Unwrapping my gift then giving it away

“As each has received a gift, use it to serve one another, as good stewards of God’s varied grace: whoever speaks, as one who speaks oracles of God; whoever serves, as one who serves by the strength that God supplies—in order that in everything God may be glorified through Jesus Christ. To him belong glory and dominion forever and ever. Amen.” (1 Peter 4:10–11)

The view I have about spiritual gifts shapes my response to these verses. I believe that the main gifts are motivational in nature. That is, a ‘teacher’ will love to collect and dispense information and desire people to think biblically. A ‘server’ is practical and will see and do what is needed. These gifts are described in Romans 12.

The other gift list in Corinthians is more about specific actions that manifest the Holy Spirit and His power. That is, a needy person may need a word of wisdom and it can come from any Christian that God gifts at that moment to give it. Another may be confused by false teaching and need someone to untangle it for him, and so on.

Regardless of my main motivational gifts, I’ve no excuse to abandon the other gifts. I’m not strong in compassion, but if God puts me in a situation where someone needs comfort, I’m to rely on Him to do what is needed.

All the gifts are from God and an expression of His grace, used to demonstrate that grace and glorify Him by serving one another. When I fail in any area that Peter speaks of in the above verses, it is when I smile and say ‘thank you’ instead of giving God glory when He gifts me to serve others.

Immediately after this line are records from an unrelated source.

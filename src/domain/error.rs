use thiserror::Error;

#[derive(Debug, Error)]
pub enum DomainError {
    #[error("Upstream error: {0}")]
    Upstream(String),

    #[error("Invalid input: {0}")]
    InvalidInput(String),

    #[error("Configuration error: {0}")]
    Config(String),

    #[error("Internal error: {0}")]
    Internal(String),
}

impl DomainError {
    pub fn upstream(msg: impl Into<String>) -> Self {
        Self::Upstream(msg.into())
    }

    pub fn invalid_input(msg: impl Into<String>) -> Self {
        Self::InvalidInput(msg.into())
    }

    pub fn config(msg: impl Into<String>) -> Self {
        Self::Config(msg.into())
    }

    pub fn internal(msg: impl Into<String>) -> Self {
        Self::Internal(msg.into())
    }

    pub fn is_upstream(&self) -> bool {
        matches!(self, Self::Upstream(_))
    }

    pub fn is_config(&self) -> bool {
        matches!(self, Self::Config(_))
    }
}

Every now and then I hear of someone who has done a good thing and allows the credit to be given to another. This person is not concerned about fame, only that the good was done. Most of us are not like that. In our insecurities and pride, we like the strokes that give us significance. Spiritual growth is about getting over that, and it surprisingly does not happen by putting myself down. It happens by realizing who I am in Jesus Christ. That begins with this conviction:

“I have been crucified with Christ. It is no longer I who live, but Christ who lives in me. And the life I now live in the flesh I live by faith in the Son of God, who loved me and gave himself for me.” (Galatians 2:20)

I can take credit for my sinful flesh. I can even say that I want to love and obey Jesus with all my heart, but I know that desire is from the Holy Spirit. I also know that I can think it fiercely but doing it eludes me unless my life is totally yielded to Him, and even that eludes me — He works in me to do the yielding, to drop the pride, to not care that He gets the credit because it is true that He deserves it. I am dead in Christ and alive by faith. He is the source of all gifts, all goodness, and He deserves all the praise.

Tozer says, “The provision of God by His pure and gentle and loving Spirit is still the positive answer for those hunger and thirst for a life and spirit well-pleasing to God.” He also says God does not expect us to become holy because we are already holy. The point is, do I realize who I am? If I do, then glorifying God and giving Him the credit for all will be easy, even automatic.

^^^^^^^^
Jesus, I’m not always in that place. The enemy tells me I’m wrong or foolish, the world might pat my back or kick my backside, and the flesh will do the same. If I concentrate too much on this battle, then I lose the fight for the battle is not about my status — that has already been won! Today, help me be more settled than ever in my mind as to who I am in You and who You are in me — my Savior and Lord, my very life.